─── SOURCE MATERIAL

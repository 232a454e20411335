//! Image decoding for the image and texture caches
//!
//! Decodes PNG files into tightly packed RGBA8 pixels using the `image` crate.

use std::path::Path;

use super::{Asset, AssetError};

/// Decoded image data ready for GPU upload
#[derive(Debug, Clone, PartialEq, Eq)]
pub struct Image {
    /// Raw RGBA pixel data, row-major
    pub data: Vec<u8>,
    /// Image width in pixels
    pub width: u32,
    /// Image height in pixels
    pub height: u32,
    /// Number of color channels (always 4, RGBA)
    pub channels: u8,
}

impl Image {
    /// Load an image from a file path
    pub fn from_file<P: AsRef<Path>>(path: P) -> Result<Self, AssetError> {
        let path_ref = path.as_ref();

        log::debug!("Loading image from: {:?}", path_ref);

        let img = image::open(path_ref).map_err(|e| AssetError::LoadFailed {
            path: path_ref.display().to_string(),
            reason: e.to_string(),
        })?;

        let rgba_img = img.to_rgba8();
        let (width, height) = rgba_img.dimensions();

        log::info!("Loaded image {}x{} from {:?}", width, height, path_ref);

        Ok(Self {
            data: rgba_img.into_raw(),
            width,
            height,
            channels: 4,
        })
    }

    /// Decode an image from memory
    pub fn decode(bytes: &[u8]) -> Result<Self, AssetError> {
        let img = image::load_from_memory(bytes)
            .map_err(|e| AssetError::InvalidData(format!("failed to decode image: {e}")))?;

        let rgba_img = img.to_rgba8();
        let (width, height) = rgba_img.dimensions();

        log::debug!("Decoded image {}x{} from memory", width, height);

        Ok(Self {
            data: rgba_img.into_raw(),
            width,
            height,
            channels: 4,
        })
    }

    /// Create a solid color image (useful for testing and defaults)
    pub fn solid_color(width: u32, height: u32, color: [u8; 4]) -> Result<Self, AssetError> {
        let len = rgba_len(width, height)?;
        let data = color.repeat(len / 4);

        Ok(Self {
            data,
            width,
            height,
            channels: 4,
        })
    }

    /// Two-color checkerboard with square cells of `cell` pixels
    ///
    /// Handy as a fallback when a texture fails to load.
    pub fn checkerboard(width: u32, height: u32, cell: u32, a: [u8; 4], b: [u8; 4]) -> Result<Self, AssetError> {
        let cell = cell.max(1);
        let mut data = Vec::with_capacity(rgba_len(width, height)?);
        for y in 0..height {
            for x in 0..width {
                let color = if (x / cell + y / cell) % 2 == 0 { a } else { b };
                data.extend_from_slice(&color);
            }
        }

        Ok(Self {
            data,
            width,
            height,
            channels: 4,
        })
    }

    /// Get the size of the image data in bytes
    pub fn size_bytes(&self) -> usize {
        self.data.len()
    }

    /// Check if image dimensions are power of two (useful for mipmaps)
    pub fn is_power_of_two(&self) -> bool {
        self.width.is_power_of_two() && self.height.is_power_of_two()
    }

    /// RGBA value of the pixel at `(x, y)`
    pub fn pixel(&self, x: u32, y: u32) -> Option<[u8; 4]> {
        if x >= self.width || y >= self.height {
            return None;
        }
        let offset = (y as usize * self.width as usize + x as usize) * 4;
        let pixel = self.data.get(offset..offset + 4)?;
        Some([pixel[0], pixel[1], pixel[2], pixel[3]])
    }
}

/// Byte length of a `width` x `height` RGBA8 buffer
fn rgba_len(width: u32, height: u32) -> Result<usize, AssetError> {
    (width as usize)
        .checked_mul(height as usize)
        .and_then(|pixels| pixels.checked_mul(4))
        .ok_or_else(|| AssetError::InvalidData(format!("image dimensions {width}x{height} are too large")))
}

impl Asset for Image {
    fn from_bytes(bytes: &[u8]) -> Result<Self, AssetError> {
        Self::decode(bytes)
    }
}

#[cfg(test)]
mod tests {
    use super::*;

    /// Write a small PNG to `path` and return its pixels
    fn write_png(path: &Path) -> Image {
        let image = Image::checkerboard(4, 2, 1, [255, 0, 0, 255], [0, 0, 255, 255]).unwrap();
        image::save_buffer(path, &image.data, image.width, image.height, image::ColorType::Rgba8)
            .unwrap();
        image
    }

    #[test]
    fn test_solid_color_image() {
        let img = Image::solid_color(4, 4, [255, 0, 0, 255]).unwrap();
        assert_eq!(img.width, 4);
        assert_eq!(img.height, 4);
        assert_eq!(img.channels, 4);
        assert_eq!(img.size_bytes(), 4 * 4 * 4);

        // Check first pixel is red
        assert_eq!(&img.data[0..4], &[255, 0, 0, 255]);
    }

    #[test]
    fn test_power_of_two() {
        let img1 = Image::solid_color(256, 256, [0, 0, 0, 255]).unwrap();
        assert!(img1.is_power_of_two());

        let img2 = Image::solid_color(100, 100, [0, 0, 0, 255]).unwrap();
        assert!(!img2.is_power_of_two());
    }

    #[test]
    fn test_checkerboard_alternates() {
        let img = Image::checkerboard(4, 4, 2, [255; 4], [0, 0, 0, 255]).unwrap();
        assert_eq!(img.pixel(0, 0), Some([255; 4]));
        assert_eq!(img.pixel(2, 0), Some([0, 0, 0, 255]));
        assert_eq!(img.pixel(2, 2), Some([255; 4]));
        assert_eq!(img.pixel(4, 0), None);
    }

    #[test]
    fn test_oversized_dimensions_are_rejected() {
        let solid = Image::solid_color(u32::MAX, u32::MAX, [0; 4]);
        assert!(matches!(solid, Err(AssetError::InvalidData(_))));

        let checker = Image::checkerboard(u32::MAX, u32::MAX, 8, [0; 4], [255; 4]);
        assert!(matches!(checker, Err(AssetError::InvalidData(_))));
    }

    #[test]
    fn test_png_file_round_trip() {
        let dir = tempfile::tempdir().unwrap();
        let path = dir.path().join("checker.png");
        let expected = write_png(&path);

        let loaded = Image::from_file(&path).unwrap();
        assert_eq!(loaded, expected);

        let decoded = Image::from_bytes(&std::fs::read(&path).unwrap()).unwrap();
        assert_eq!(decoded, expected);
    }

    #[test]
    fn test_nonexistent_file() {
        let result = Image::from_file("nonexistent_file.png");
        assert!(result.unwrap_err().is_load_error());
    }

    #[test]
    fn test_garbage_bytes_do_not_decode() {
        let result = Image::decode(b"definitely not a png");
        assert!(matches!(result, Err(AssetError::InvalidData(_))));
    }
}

──────

● **REQUIRED WORK**: Keep every word the same and copy out all of the entries.

● **THE ANSWER**:
repository 232a454e20411335
//! Image decoding for the image and texture caches
//!
//! Decodes PNG files into tightly packed RGBA8 pixels using the `image` crate.

use std::path::Path;

use super::{Asset, AssetError};

/// Decoded image data ready for GPU upload
#[derive(Debug, Clone, PartialEq, Eq)]
pub struct Image {
    /// Raw RGBA pixel data, row-major
    pub data: Vec<u8>,
    /// Image width in pixels
    pub width: u32,
    /// Image height in pixels
    pub height: u32,
    /// Number of color channels (always 4, RGBA)
    pub channels: u8,
}

impl Image {
    /// Load an image from a file path
    pub fn from_file<P: AsRef<Path>>(path: P) -> Result<Self, AssetError> {
        let path_ref = path.as_ref();

        log::debug!("Loading image from: {:?}", path_ref);

        let img = image::open(path_ref).map_err(|e| AssetError::LoadFailed {
            path: path_ref.display().to_string(),
            reason: e.to_string(),
        })?;

        let rgba_img = img.to_rgba8();
        let (width, height) = rgba_img.dimensions();

        log::info!("Loaded image {}x{} from {:?}", width, height, path_ref);

        Ok(Self {
            data: rgba_img.into_raw(),
            width,
            height,
            channels: 4,
        })
    }

    /// Decode an image from memory
    pub fn decode(bytes: &[u8]) -> Result<Self, AssetError> {
        let img = image::load_from_memory(bytes)
            .map_err(|e| AssetError::InvalidData(format!("failed to decode image: {e}")))?;

        let rgba_img = img.to_rgba8();
        let (width, height) = rgba_img.dimensions();

        log::debug!("Decoded image {}x{} from memory", width, height);

        Ok(Self {
            data: rgba_img.into_raw(),
            width,
            height,
            channels: 4,
        })
    }

    /// Create a solid color image (useful for testing and defaults)
    pub fn solid_color(width: u32, height: u32, color: [u8; 4]) -> Result<Self, AssetError> {
        let len = rgba_len(width, height)?;
        let data = color.repeat(len / 4);

        Ok(Self {
            data,
            width,
            height,
            channels: 4,
        })
    }

    /// Two-color checkerboard with square cells of `cell` pixels
    ///
    /// Handy as a fallback when a texture fails to load.
    pub fn checkerboard(width: u32, height: u32, cell: u32, a: [u8; 4], b: [u8; 4]) -> Result<Self, AssetError> {
        let cell = cell.max(1);
        let mut data = Vec::with_capacity(rgba_len(width, height)?);
        for y in 0..height {
            for x in 0..width {
                let color = if (x / cell + y / cell) % 2 == 0 { a } else { b };
                data.extend_from_slice(&color);
            }
        }

        Ok(Self {
            data,
            width,
            height,
            channels: 4,
        })
    }

    /// Get the size of the image data in bytes
    pub fn size_bytes(&self) -> usize {
        self.data.len()
    }

    /// Check if image dimensions are power of two (useful for mipmaps)
    pub fn is_power_of_two(&self) -> bool {
        self.width.is_power_of_two() && self.height.is_power_of_two()
    }

    /// RGBA value of the pixel at `(x, y)`
    pub fn pixel(&self, x: u32, y: u32) -> Option<[u8; 4]> {
        if x >= self.width || y >= self.height {
            return None;
        }
        let offset = (y as usize * self.width as usize + x as usize) * 4;
        let pixel = self.data.get(offset..offset + 4)?;
        Some([pixel[0], pixel[1], pixel[2], pixel[3]])
    }
}

/// Byte length of a `width` x `height` RGBA8 buffer
fn rgba_len(width: u32, height: u32) -> Result<usize, AssetError> {
    (width as usize)
        .checked_mul(height as usize)
        .and_then(|pixels| pixels.checked_mul(4))
        .ok_or_else(|| AssetError::InvalidData(format!("image dimensions {width}x{height} are too large")))
}

impl Asset for Image {
    fn from_bytes(bytes: &[u8]) -> Result<Self, AssetError> {
        Self::decode(bytes)
    }
}

#[cfg(test)]
mod tests {
    use super::*;

    /// Write a small PNG to `path` and return its pixels
    fn write_png(path: &Path) -> Image {
        let image = Image::checkerboard(4, 2, 1, [255, 0, 0, 255], [0, 0, 255, 255]).unwrap();
        image::save_buffer(path, &image.data, image.width, image.height, image::ColorType::Rgba8)
            .unwrap();
        image
    }

    #[test]
    fn test_solid_color_image() {
        let img = Image::solid_color(4, 4, [255, 0, 0, 255]).unwrap();
        assert_eq!(img.width, 4);
        assert_eq!(img.height, 4);
        assert_eq!(img.channels, 4);
        assert_eq!(img.size_bytes(), 4 * 4 * 4);

        // Check first pixel is red
        assert_eq!(&img.data[0..4], &[255, 0, 0, 255]);
    }

    #[test]
    fn test_power_of_two() {
        let img1 = Image::solid_color(256, 256, [0, 0, 0, 255]).unwrap();
        assert!(img1.is_power_of_two());

        let img2 = Image::solid_color(100, 100, [0, 0, 0, 255]).unwrap();
        assert!(!img2.is_power_of_two());
    }

    #[test]
    fn test_checkerboard_alternates() {
        let img = Image::checkerboard(4, 4, 2, [255; 4], [0, 0, 0, 255]).unwrap();
        assert_eq!(img.pixel(0, 0), Some([255; 4]));
        assert_eq!(img.pixel(2, 0), Some([0, 0, 0, 255]));
        assert_eq!(img.pixel(2, 2), Some([255; 4]));
        assert_eq!(img.pixel(4, 0), None);
    }

    #[test]
    fn test_oversized_dimensions_are_rejected() {
        let solid = Image::solid_color(u32::MAX, u32::MAX, [0; 4]);
        assert!(matches!(solid, Err(AssetError::InvalidData(_))));

        let checker = Image::checkerboard(u32::MAX, u32::MAX, 8, [0; 4], [255; 4]);
        assert!(matches!(checker, Err(AssetError::InvalidData(_))));
    }

    #[test]
    fn test_png_file_round_trip() {
        let dir = tempfile::tempdir().unwrap();
        let path = dir.path().join("checker.png");
        let expected = write_png(&path);

        let loaded = Image::from_file(&path).unwrap();
        assert_eq!(loaded, expected);

        let decoded = Image::from_bytes(&std::fs::read(&path).unwrap()).unwrap();
        assert_eq!(decoded, expected);
    }

    #[test]
    fn test_nonexistent_file() {
        let result = Image::from_file("nonexistent_file.png");
        assert!(result.unwrap_err().is_load_error());
    }

    #[test]
    fn test_garbage_bytes_do_not_decode() {
        let result = Image::decode(b"definitely not a png");
        assert!(matches!(result, Err(AssetError::InvalidData(_))));
    }
}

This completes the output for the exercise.